- _Activity_: Reproduce the data below in full. Nothing should differ from the original.

- _Saved data entries_:
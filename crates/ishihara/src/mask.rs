//! Read-only coverage masks sampled to classify shapes.
//!
//! - Implement [`CoverageSampler`] for procedural masks.
//! - Use [`ImageMask`] for an RGBA8 pixel snapshot.
//!
//! Coordinates are canvas pixels. A probe outside the mask returns `None`, which
//! callers treat as "no coverage".

/// Threshold below which weighted luminance counts as covered.
pub const DARK_THRESHOLD: f64 = 127.0;

/// One RGBA8 texel.
#[derive(Clone, Copy, Debug, PartialEq, Eq, Hash)]
pub struct Rgba {
    pub r: u8,
    pub g: u8,
    pub b: u8,
    pub a: u8,
}

impl Rgba {
    pub const WHITE: Rgba = Rgba::new(255, 255, 255, 255);
    pub const BLACK: Rgba = Rgba::new(0, 0, 0, 255);

    pub const fn new(r: u8, g: u8, b: u8, a: u8) -> Self {
        Self { r, g, b, a }
    }

    /// Channel sum scaled by opacity: `(r + g + b) * (a / 255)`.
    #[inline]
    pub fn weighted_luminance(&self) -> f64 {
        (self.r as f64 + self.g as f64 + self.b as f64) * (self.a as f64 / 255.0)
    }

    /// Whether this texel counts as foreground coverage.
    #[inline]
    pub fn is_dark(&self) -> bool {
        self.weighted_luminance() < DARK_THRESHOLD
    }
}

impl From<[u8; 4]> for Rgba {
    fn from([r, g, b, a]: [u8; 4]) -> Self {
        Self { r, g, b, a }
    }
}

/// Trait for masks sampled at integer pixel positions.
pub trait CoverageSampler: Send + Sync {
    fn width(&self) -> u32;

    fn height(&self) -> u32;

    /// Texel at `(x, y)`, or `None` when out of bounds.
    fn coverage_at(&self, x: i64, y: i64) -> Option<Rgba>;

    /// Whether the pixel containing the continuous point `(x, y)` is covered.
    ///
    /// Out-of-bounds points are never covered.
    #[inline]
    fn is_covered(&self, x: f64, y: f64) -> bool {
        if !x.is_finite() || !y.is_finite() {
            return false;
        }
        self.coverage_at(x.floor() as i64, y.floor() as i64)
            .is_some_and(|texel| texel.is_dark())
    }
}

/// Immutable RGBA8 snapshot of a mask, row-major, 4 bytes per pixel.
#[derive(Clone, Debug)]
pub struct ImageMask {
    width: u32,
    height: u32,
    data: Vec<u8>,
}

impl ImageMask {
    /// Wraps an RGBA8 buffer. `data.len()` must equal `width * height * 4`.
    pub fn from_rgba8(width: u32, height: u32, data: Vec<u8>) -> crate::error::Result<Self> {
        let expected = (width as usize) * (height as usize) * 4;
        if data.len() != expected {
            return Err(crate::error::Error::InvalidMask(format!(
                "expected {expected} bytes for {width}x{height} RGBA8, got {}",
                data.len()
            )));
        }
        Ok(Self {
            width,
            height,
            data,
        })
    }

    /// A mask with every texel set to `texel`.
    pub fn filled(width: u32, height: u32, texel: Rgba) -> Self {
        let len = (width as usize) * (height as usize);
        let mut data = Vec::with_capacity(len * 4);
        for _ in 0..len {
            data.extend_from_slice(&[texel.r, texel.g, texel.b, texel.a]);
        }
        Self {
            width,
            height,
            data,
        }
    }

    /// An all-white mask: nothing is covered.
    pub fn blank(width: u32, height: u32) -> Self {
        Self::filled(width, height, Rgba::WHITE)
    }

    /// Builds a mask by evaluating `f` at every pixel.
    pub fn from_fn(width: u32, height: u32, mut f: impl FnMut(u32, u32) -> Rgba) -> Self {
        let mut data = Vec::with_capacity((width as usize) * (height as usize) * 4);
        for y in 0..height {
            for x in 0..width {
                let t = f(x, y);
                data.extend_from_slice(&[t.r, t.g, t.b, t.a]);
            }
        }
        Self {
            width,
            height,
            data,
        }
    }

    pub fn as_raw(&self) -> &[u8] {
        &self.data
    }
}

impl CoverageSampler for ImageMask {
    fn width(&self) -> u32 {
        self.width
    }

    fn height(&self) -> u32 {
        self.height
    }

    #[inline]
    fn coverage_at(&self, x: i64, y: i64) -> Option<Rgba> {
        if x < 0 || y < 0 || x >= self.width as i64 || y >= self.height as i64 {
            return None;
        }
        let idx = ((y as usize) * (self.width as usize) + (x as usize)) * 4;
        let px = self.data.get(idx..idx + 4)?;
        Some(Rgba::new(px[0], px[1], px[2], px[3]))
    }
}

- _Solution to this exercise_:
filename crates/ishihara/src/mask.rs
//! Read-only coverage masks sampled to classify shapes.
//!
//! - Implement [`CoverageSampler`] for procedural masks.
//! - Use [`ImageMask`] for an RGBA8 pixel snapshot.
//!
//! Coordinates are canvas pixels. A probe outside the mask returns `None`, which
//! callers treat as "no coverage".

/// Threshold below which weighted luminance counts as covered.
pub const DARK_THRESHOLD: f64 = 127.0;

/// One RGBA8 texel.
#[derive(Clone, Copy, Debug, PartialEq, Eq, Hash)]
pub struct Rgba {
    pub r: u8,
    pub g: u8,
    pub b: u8,
    pub a: u8,
}

impl Rgba {
    pub const WHITE: Rgba = Rgba::new(255, 255, 255, 255);
    pub const BLACK: Rgba = Rgba::new(0, 0, 0, 255);

    pub const fn new(r: u8, g: u8, b: u8, a: u8) -> Self {
        Self { r, g, b, a }
    }

    /// Channel sum scaled by opacity: `(r + g + b) * (a / 255)`.
    #[inline]
    pub fn weighted_luminance(&self) -> f64 {
        (self.r as f64 + self.g as f64 + self.b as f64) * (self.a as f64 / 255.0)
    }

    /// Whether this texel counts as foreground coverage.
    #[inline]
    pub fn is_dark(&self) -> bool {
        self.weighted_luminance() < DARK_THRESHOLD
    }
}

impl From<[u8; 4]> for Rgba {
    fn from([r, g, b, a]: [u8; 4]) -> Self {
        Self { r, g, b, a }
    }
}

/// Trait for masks sampled at integer pixel positions.
pub trait CoverageSampler: Send + Sync {
    fn width(&self) -> u32;

    fn height(&self) -> u32;

    /// Texel at `(x, y)`, or `None` when out of bounds.
    fn coverage_at(&self, x: i64, y: i64) -> Option<Rgba>;

    /// Whether the pixel containing the continuous point `(x, y)` is covered.
    ///
    /// Out-of-bounds points are never covered.
    #[inline]
    fn is_covered(&self, x: f64, y: f64) -> bool {
        if !x.is_finite() || !y.is_finite() {
            return false;
        }
        self.coverage_at(x.floor() as i64, y.floor() as i64)
            .is_some_and(|texel| texel.is_dark())
    }
}

/// Immutable RGBA8 snapshot of a mask, row-major, 4 bytes per pixel.
#[derive(Clone, Debug)]
pub struct ImageMask {
    width: u32,
    height: u32,
    data: Vec<u8>,
}

impl ImageMask {
    /// Wraps an RGBA8 buffer. `data.len()` must equal `width * height * 4`.
    pub fn from_rgba8(width: u32, height: u32, data: Vec<u8>) -> crate::error::Result<Self> {
        let expected = (width as usize) * (height as usize) * 4;
        if data.len() != expected {
            return Err(crate::error::Error::InvalidMask(format!(
                "expected {expected} bytes for {width}x{height} RGBA8, got {}",
                data.len()
            )));
        }
        Ok(Self {
            width,
            height,
            data,
        })
    }

    /// A mask with every texel set to `texel`.
    pub fn filled(width: u32, height: u32, texel: Rgba) -> Self {
        let len = (width as usize) * (height as usize);
        let mut data = Vec::with_capacity(len * 4);
        for _ in 0..len {
            data.extend_from_slice(&[texel.r, texel.g, texel.b, texel.a]);
        }
        Self {
            width,
            height,
            data,
        }
    }

    /// An all-white mask: nothing is covered.
    pub fn blank(width: u32, height: u32) -> Self {
        Self::filled(width, height, Rgba::WHITE)
    }

    /// Builds a mask by evaluating `f` at every pixel.
    pub fn from_fn(width: u32, height: u32, mut f: impl FnMut(u32, u32) -> Rgba) -> Self {
        let mut data = Vec::with_capacity((width as usize) * (height as usize) * 4);
        for y in 0..height {
            for x in 0..width {
                let t = f(x, y);
                data.extend_from_slice(&[t.r, t.g, t.b, t.a]);
            }
        }
        Self {
            width,
            height,
            data,
        }
    }

    pub fn as_raw(&self) -> &[u8] {
        &self.data
    }
}

impl CoverageSampler for ImageMask {
    fn width(&self) -> u32 {
        self.width
    }

    fn height(&self) -> u32 {
        self.height
    }

    #[inline]
    fn coverage_at(&self, x: i64, y: i64) -> Option<Rgba> {
        if x < 0 || y < 0 || x >= self.width as i64 || y >= self.height as i64 {
            return None;
        }
        let idx = ((y as usize) * (self.width as usize) + (x as usize)) * 4;
        let px = self.data.get(idx..idx + 4)?;
        Some(Rgba::new(px[0], px[1], px[2], px[3]))
    }
}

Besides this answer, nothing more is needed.